● DATA:
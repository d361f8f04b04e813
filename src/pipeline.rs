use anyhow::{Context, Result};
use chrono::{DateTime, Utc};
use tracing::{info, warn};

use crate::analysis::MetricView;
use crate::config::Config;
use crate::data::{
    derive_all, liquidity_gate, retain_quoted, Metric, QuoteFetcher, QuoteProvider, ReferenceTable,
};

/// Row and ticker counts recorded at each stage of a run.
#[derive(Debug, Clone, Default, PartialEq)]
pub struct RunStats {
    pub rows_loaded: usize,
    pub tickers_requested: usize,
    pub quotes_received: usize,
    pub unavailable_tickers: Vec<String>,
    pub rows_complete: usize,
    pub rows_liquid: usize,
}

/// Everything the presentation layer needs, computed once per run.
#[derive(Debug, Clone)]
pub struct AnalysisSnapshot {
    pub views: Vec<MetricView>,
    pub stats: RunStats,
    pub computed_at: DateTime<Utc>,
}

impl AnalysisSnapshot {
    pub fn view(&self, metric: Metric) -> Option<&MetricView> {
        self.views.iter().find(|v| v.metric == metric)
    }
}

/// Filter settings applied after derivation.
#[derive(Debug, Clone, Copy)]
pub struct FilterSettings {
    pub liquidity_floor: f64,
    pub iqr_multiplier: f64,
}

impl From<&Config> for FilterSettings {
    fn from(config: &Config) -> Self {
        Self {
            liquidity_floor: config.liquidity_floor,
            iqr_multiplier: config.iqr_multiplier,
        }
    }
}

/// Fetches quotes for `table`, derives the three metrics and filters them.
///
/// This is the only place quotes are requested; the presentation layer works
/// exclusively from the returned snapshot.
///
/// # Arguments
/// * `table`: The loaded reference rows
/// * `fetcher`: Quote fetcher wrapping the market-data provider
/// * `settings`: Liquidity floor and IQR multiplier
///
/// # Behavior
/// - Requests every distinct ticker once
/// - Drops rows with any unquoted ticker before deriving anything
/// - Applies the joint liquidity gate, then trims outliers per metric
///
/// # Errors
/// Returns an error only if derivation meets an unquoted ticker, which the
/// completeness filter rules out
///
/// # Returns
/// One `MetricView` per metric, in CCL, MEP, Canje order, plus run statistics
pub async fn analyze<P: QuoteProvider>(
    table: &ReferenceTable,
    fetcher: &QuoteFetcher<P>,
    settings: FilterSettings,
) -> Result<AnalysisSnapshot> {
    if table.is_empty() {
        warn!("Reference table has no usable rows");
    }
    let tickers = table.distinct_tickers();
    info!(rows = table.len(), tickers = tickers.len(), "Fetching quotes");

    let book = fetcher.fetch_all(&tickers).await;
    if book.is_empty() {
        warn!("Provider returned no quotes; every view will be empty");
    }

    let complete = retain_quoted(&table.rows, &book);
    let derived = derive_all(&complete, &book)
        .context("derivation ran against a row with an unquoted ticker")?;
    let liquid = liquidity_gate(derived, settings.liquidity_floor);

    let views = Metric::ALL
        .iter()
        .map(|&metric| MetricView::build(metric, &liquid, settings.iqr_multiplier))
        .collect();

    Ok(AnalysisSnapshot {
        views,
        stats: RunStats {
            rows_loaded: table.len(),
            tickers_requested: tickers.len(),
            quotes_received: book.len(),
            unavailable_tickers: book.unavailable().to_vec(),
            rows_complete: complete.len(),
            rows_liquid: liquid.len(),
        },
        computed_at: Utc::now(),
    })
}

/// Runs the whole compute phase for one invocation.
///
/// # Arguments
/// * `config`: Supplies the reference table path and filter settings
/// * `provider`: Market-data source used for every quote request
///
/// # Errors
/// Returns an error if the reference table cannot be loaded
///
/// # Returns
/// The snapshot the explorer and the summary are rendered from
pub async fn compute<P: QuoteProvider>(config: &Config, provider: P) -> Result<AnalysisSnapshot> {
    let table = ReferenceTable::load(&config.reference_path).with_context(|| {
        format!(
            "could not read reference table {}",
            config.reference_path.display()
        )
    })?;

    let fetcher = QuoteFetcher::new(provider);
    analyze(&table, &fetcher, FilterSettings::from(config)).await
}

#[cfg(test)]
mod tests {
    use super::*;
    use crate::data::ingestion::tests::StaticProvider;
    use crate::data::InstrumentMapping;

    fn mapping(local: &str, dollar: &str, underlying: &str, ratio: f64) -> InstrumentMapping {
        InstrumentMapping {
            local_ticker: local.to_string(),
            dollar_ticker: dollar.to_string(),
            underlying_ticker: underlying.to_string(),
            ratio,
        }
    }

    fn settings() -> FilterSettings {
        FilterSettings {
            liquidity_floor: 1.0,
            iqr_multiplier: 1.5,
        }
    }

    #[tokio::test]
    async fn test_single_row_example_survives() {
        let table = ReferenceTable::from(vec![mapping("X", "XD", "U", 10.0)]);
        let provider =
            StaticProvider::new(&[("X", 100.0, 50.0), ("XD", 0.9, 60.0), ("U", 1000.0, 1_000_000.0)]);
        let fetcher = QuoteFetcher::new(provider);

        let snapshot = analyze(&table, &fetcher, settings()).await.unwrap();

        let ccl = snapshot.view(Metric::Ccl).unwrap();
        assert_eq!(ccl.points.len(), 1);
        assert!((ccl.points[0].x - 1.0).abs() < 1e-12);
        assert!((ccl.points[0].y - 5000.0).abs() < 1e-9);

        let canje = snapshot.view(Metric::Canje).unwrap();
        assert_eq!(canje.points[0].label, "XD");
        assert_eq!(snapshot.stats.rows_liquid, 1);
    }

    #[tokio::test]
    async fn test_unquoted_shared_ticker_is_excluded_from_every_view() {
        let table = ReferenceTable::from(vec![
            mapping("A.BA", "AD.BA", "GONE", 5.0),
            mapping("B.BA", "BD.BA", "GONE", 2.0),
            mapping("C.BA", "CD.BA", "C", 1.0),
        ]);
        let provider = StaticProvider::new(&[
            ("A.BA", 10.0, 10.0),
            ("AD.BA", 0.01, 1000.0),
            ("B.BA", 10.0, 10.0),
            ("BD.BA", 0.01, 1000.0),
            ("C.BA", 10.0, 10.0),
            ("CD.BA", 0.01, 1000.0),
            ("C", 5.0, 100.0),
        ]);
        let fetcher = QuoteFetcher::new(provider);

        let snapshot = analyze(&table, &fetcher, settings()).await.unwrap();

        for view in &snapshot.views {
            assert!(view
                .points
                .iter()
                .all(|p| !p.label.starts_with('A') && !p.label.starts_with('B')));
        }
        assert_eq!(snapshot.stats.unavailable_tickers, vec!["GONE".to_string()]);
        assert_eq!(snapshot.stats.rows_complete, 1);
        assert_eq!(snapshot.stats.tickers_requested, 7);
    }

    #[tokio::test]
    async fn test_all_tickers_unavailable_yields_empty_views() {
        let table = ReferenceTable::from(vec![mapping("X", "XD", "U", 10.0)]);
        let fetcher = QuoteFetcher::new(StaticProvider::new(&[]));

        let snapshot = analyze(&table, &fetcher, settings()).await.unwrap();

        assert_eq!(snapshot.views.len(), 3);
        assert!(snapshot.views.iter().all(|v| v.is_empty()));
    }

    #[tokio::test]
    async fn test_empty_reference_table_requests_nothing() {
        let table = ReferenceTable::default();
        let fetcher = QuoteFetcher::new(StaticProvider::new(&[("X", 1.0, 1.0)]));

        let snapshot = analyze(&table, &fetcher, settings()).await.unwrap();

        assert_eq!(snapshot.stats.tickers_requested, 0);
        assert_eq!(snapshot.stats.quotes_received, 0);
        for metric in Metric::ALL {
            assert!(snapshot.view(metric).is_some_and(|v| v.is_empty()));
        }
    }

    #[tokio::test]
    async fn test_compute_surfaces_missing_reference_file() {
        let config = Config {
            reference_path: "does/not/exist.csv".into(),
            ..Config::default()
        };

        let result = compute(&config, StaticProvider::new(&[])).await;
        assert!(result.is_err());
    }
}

● INSTRUCTIONS FOR THE TASK: Look through the listing and extract every line with "book" in it.

● RESULT OF THE EXERCISE:
    let book = fetcher.fetch_all(&tickers).await;
    if book.is_empty() {
    let complete = retain_quoted(&table.rows, &book);
    let derived = derive_all(&complete, &book)
            quotes_received: book.len(),
            unavailable_tickers: book.unavailable().to_vec(),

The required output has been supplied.